Adding Custom Emojis on a Self-Hosted Instance
If you or your community is running a self-hosted fork of Pronoun.cc, the process opens up significantly. Because the codebase is open source (hosted on GitHub), administrators have full control over the emoji library.
The general workflow for self-hosted instances:
| Step | Action |
|---|---|
| 1 | Prepare your emoji image (PNG recommended, typically 32×32 or 64×64 pixels) |
| 2 | Place the file in the designated emoji assets directory within the project structure |
| 3 | Register the emoji in the platform's emoji configuration file (usually a JSON or similar data file) |
| 4 | Assign it a shortcode name that users will reference with the :name: syntax |
| 5 | Restart or redeploy the instance so the new emoji is recognized |
The exact directory path and config file structure may vary depending on which version or fork of the codebase you're running, so consulting the repository's README or issues board is worthwhile before making changes.
Key Variables That Affect Your Approach
The right method depends heavily on a few factors:
Hosted vs. self-hosted is the biggest dividing line. On the public site, you work within the existing emoji library. On a self-hosted instance, you control the library entirely.
Technical skill level matters for self-hosted setups. Adding custom emojis requires comfort with file systems, basic JSON editing, and potentially redeploying a web application. It's not highly complex, but it's not a point-and-click process either.
Image format and sizing affects how cleanly emojis render. PNG files with transparent backgrounds scale well at small sizes. Animated GIFs are sometimes supported, but behavior varies by instance configuration and browser.
Shortcode naming conventions are worth thinking through carefully on self-hosted instances — especially if multiple admins are managing the emoji library. Clear, consistent naming prevents conflicts and makes emojis easier for users to discover.
Instance version also plays a role.
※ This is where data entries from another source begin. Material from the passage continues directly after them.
use crate::api::{BackendApi, JikanApi};
use crate::error::AnidexError;
use crate::types::community::{
    AnimeVote, MessageReply, NewComment, NewTopic, NewsItem, TopicView, VoteCast, VoteDirection,
    VoteOutcome, VotedAnime,
};
use chrono::Utc;
use serde::{Deserialize, Serialize};
use serde_json::{Map, Value, json};
use tracing::{info, warn};

#[derive(Debug, Clone, Serialize, Deserialize)]
pub struct NewsFeed {
    pub items: Vec<NewsItem>,
    /// True when the backend failed and the placeholder list was served.
    pub fallback: bool,
}

/// Votes, discussion board and news, all backed by the application backend.
#[derive(Clone)]
pub struct CommunityService {
    backend: BackendApi,
    jikan: JikanApi,
}

impl CommunityService {
    pub fn new(backend: BackendApi, jikan: JikanApi) -> Self {
        Self { backend, jikan }
    }

    pub async fn vote_anime(&self, anime_id: u64, email: &str) -> Result<VoteOutcome, AnidexError> {
        let anime = self.jikan.anime(anime_id).await?;
        let reply = self
            .backend
            .vote_anime(&AnimeVote::from_anime(&anime, email))
            .await?;
        let outcome = VoteOutcome::from(&reply);
        info!(anime_id, user = email, ?outcome, "anime vote");
        Ok(outcome)
    }

    pub async fn top_voted(&self) -> Result<Vec<VotedAnime>, AnidexError> {
        self.backend.top_voted().await
    }

    pub async fn community_vote(&self, vote: &AnimeVote) -> Result<MessageReply, AnidexError> {
        self.backend.community_vote(vote).await
    }

    pub async fn topics(&self) -> Result<Vec<TopicView>, AnidexError> {
        let topics = self.backend.topics().await?;
        Ok(topics.into_iter().map(TopicView::from).collect())
    }

    pub async fn topic(&self, id: &str) -> Result<TopicView, AnidexError> {
        Ok(self.backend.topic(id).await?.into())
    }

    pub async fn create_topic(&self, title: &str, author: &str) -> Result<Value, AnidexError> {
        let title = title.trim();
        if title.is_empty() {
            return Err(AnidexError::InvalidInput("topic title is empty".into()));
        }
        let topic = NewTopic {
            title: title.to_string(),
            author_id: author.to_string(),
            content: String::new(),
            tags: Vec::new(),
        };
        let created = self.backend.create_topic(&topic).await?;
        info!(author, title, "topic created");
        Ok(created)
    }

    pub async fn vote_topic(&self, id: &str, user: &str, direction: VoteDirection) -> Result<Value, AnidexError> {
        let cast = VoteCast {
            user_id: user.to_string(),
            direction,
        };
        self.backend.vote_topic(id, &cast).await
    }

    pub async fn add_comment(&self, topic_id: &str, content: &str, author: &str) -> Result<Value, AnidexError> {
        let content = content.trim();
        if content.is_empty() {
            return Err(AnidexError::InvalidInput("comment is empty".into()));
        }
        let comment = NewComment {
            content: content.to_string(),
            author_id: author.to_string(),
        };
        self.backend.add_comment(topic_id, &comment).await
    }

    pub async fn vote_comment(&self, id: &str, user: &str, direction: VoteDirection) -> Result<Value, AnidexError> {
        let cast = VoteCast {
            user_id: user.to_string(),
            direction,
        };
        self.backend.vote_comment(id, &cast).await
    }

    /// Never fails: a backend error yields the placeholder list.
    pub async fn news(&self) -> NewsFeed {
        match self.backend.news().await {
            Ok(items) => NewsFeed {
                items,
                fallback: false,
            },
            Err(e) => {
                warn!(error = %e, "news unavailable; serving placeholder");
                NewsFeed {
                    items: placeholder_news(),
                    fallback: true,
                }
            }
        }
    }
}

fn placeholder_news() -> Vec<NewsItem> {
    vec![NewsItem {
        id: Some(json!(1)),
        title: "Demon Slayer: Hashira Training Arc Anime Announced".to_string(),
        summary: Some(
            "Ufotable returns to animate the next arc of the hit series, premiering Spring 2024."
                .to_string(),
        ),
        date: Some(Utc::now().to_rfc3339()),
        source: Some("AnimeNewsNetwork".to_string()),
        url: Some("#".to_string()),
        image: Some(
            "https://via.placeholder.com/300x200/4a148c/ffffff?text=Demon+Slayer".to_string(),
        ),
        extra: Map::new(),
    }]
}

#[cfg(test)]
mod tests {
    use super::*;
    use crate::api::RateLimitRetry;
    use crate::api::test_support::spawn_stub;
    use crate::config::UpstreamConfig;
    use axum::{
        Json, Router,
        extract::Path,
        http::StatusCode,
        routing::{get, post},
    };
    use std::time::Duration;

    async fn service(backend: Router) -> CommunityService {
        let jikan = Router::new().route(
            "/anime/{id}",
            get(|Path(id): Path<u64>| async move {
                Json(json!({"data": {"mal_id": id, "title": "Trigun"}}))
            }),
        );
        let upstream = UpstreamConfig {
            jikan_base_url: spawn_stub(jikan).await,
            backend_base_url: spawn_stub(backend).await,
            jikan_requests_per_second: 1000,
            ..Default::default()
        };
        let retry = RateLimitRetry {
            max_retries: 0,
            default_delay: Duration::from_millis(1),
            max_delay: Duration::from_millis(1),
        };
        let client = reqwest::Client::new();
        CommunityService::new(
            BackendApi::new(client.clone(), &upstream),
            JikanApi::new(client, &upstream, retry),
        )
    }

    #[tokio::test]
    async fn repeated_vote_reads_as_already_voted() {
        let backend = Router::new().route(
            "/vote",
            post(|Json(body): Json<Value>| async move {
                assert_eq!(body["title"], "Trigun");
                if body["userEmail"] == "again@example.com" {
                    Json(json!({"message": "You already voted"}))
                } else {
                    Json(json!({"message": "Vote recorded"}))
                }
            }),
        );
        let svc = service(backend).await;
        assert_eq!(svc.vote_anime(6, "new@example.com").await.unwrap(), VoteOutcome::Recorded);
        assert_eq!(
            svc.vote_anime(6, "again@example.com").await.unwrap(),
            VoteOutcome::AlreadyVoted
        );
    }

    #[tokio::test]
    async fn topics_are_annotated_with_votes_and_author() {
        let backend = Router::new().route(
            "/api/topics",
            get(|| async {
                Json(json!([
                    {"_id": "a", "title": "Best villain", "authorId": "u1", "upvotes": 4, "downvotes": 1},
                    {"_id": "b", "title": "Hot take", "downvotes": 2}
                ]))
            }),
        );
        let svc = service(backend).await;
        let topics = svc.topics().await.unwrap();
        assert_eq!(topics[0].votes, 3);
        assert_eq!(topics[0].author.as_deref(), Some("u1"));
        assert_eq!(topics[1].votes, -2);
        assert!(topics[1].author.is_none());
    }

    #[tokio::test]
    async fn blank_topic_and_comment_are_rejected() {
        let svc = service(Router::new()).await;
        assert!(matches!(
            svc.create_topic("   ", "u1").await,
            Err(AnidexError::InvalidInput(_))
        ));
        assert!(matches!(
            svc.add_comment("a", "", "u1").await,
            Err(AnidexError::InvalidInput(_))
        ));
    }

    #[tokio::test]
    async fn news_falls_back_to_placeholder() {
        let backend = Router::new().route(
            "/api/news",
            get(|| async { StatusCode::INTERNAL_SERVER_ERROR }),
        );
        let feed = service(backend).await.news().await;
        assert!(feed.fallback);
        assert_eq!(feed.items.len(), 1);
        assert!(feed.items[0].title.starts_with("Demon Slayer"));
    }
}
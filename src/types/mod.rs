pub mod community;
pub mod jikan;
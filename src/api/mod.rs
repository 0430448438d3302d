//! Stateless callers for the two external collaborators.

pub mod backend_api;
pub mod jikan_api;

pub use backend_api::BackendApi;
pub use jikan_api::{JikanApi, RateLimitRetry};

use crate::config::UpstreamConfig;
use crate::error::AnidexError;
use std::time::Duration;

/// Shared outbound HTTP client configured from the upstream section.
pub fn build_http_client(cfg: &UpstreamConfig) -> Result<reqwest::Client, AnidexError> {
    let mut builder = reqwest::Client::builder()
        .user_agent(cfg.user_agent.clone())
        .connect_timeout(Duration::from_secs(cfg.connect_timeout_secs))
        .timeout(Duration::from_secs(cfg.request_timeout_secs));
    if let Some(proxy_url) = cfg.proxy.as_ref() {
        builder = builder.proxy(reqwest::Proxy::all(proxy_url.as_str())?);
    }
    Ok(builder.build()?)
}
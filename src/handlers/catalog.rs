use axum::{
    Json,
    extract::{Path, Query, State},
};
use serde::Deserialize;

use crate::AnidexError;
use crate::router::AnidexState;
use crate::types::jikan::{Anime, BrowseFilters, JikanPage, TopFilter};

const DEFAULT_SEARCH_LIMIT: u32 = 12;
const DEFAULT_SEASON_LIMIT: u32 = 12;

#[derive(Debug, Deserialize)]
pub struct SearchQuery {
    pub q: String,
    pub limit: Option<u32>,
}

#[derive(Debug, Deserialize)]
pub struct TopQuery {
    pub filter: Option<TopFilter>,
    pub page: Option<u32>,
    pub limit: Option<u32>,
}

#[derive(Debug, Deserialize)]
pub struct LimitQuery {
    pub limit: Option<u32>,
}

/// GET /api/anime/search?q=...&limit=...
pub async fn search(
    State(state): State<AnidexState>,
    Query(query): Query<SearchQuery>,
) -> Result<Json<JikanPage<Anime>>, AnidexError> {
    let page = state
        .catalog
        .search(&query.q, query.limit.unwrap_or(DEFAULT_SEARCH_LIMIT))
        .await?;
    Ok(Json(page))
}

pub async fn anime(State(state): State<AnidexState>, Path(id): Path<u64>) -> Result<Json<Anime>, AnidexError> {
    Ok(Json(state.catalog.anime(id).await?))
}

pub async fn anime_full(State(state): State<AnidexState>, Path(id): Path<u64>) -> Result<Json<Anime>, AnidexError> {
    Ok(Json(state.catalog.anime_full(id).await?))
}

pub async fn top(
    State(state): State<AnidexState>,
    Query(query): Query<TopQuery>,
) -> Result<Json<JikanPage<Anime>>, AnidexError> {
    let page = state
        .catalog
        .top(query.filter, query.page, query.limit)
        .await?;
    Ok(Json(page))
}

pub async fn season_now(
    State(state): State<AnidexState>,
    Query(query): Query<LimitQuery>,
) -> Result<Json<JikanPage<Anime>>, AnidexError> {
    let page = state
        .catalog
        .season_now(query.limit.unwrap_or(DEFAULT_SEASON_LIMIT))
        .await?;
    Ok(Json(page))
}

/// GET /api/anime/trending?page=&genre=&min_score=&year=&status=&type=
pub async fn trending(
    State(state): State<AnidexState>,
    Query(filters): Query<BrowseFilters>,
) -> Result<Json<JikanPage<Anime>>, AnidexError> {
    Ok(Json(state.catalog.trending(&filters).await?))
}

/// GET /api/anime/random -> one well-ranked anime with its trailer.
pub async fn random(State(state): State<AnidexState>) -> Result<Json<Anime>, AnidexError> {
    Ok(Json(state.catalog.random_pick().await?))
}
//! TUI (Terminal User Interface) module
//!
//! This module contains all TUI logic separated from the binary for better testability
//! and potential reuse in other UI implementations.

pub mod types;
pub mod screens;
pub mod app;
pub mod clipboard;
pub mod ui;

// Re-export main types for convenience
pub use types::{Screen, LoginField};
pub use screens::*;
pub use app::App;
The Pronoun.cc codebase has been updated over time, and the emoji handling in older forks may differ from more recent versions.
The Spectrum of Use Cases
Someone using the public hosted site who just wants a pride flag emoji next to their pronouns has a very simple path — browse the picker, select a shortcode, done.
Someone running a community instance for a specific group might want a full set of custom emojis representing their community's specific flags, symbols, or inside references. That requires more setup but is fully supported by the open-source architecture.
A developer contributing to or forking the codebase might go further — modifying how the emoji picker itself renders, adding upload functionality for end users, or integrating an external emoji set entirely. 🛠️
Each of these scenarios involves the same underlying system, but the effort, access level, and technical requirements differ substantially. What's trivial for one user is a multi-step project for another — and which category you fall into shapes everything about how you'll approach this.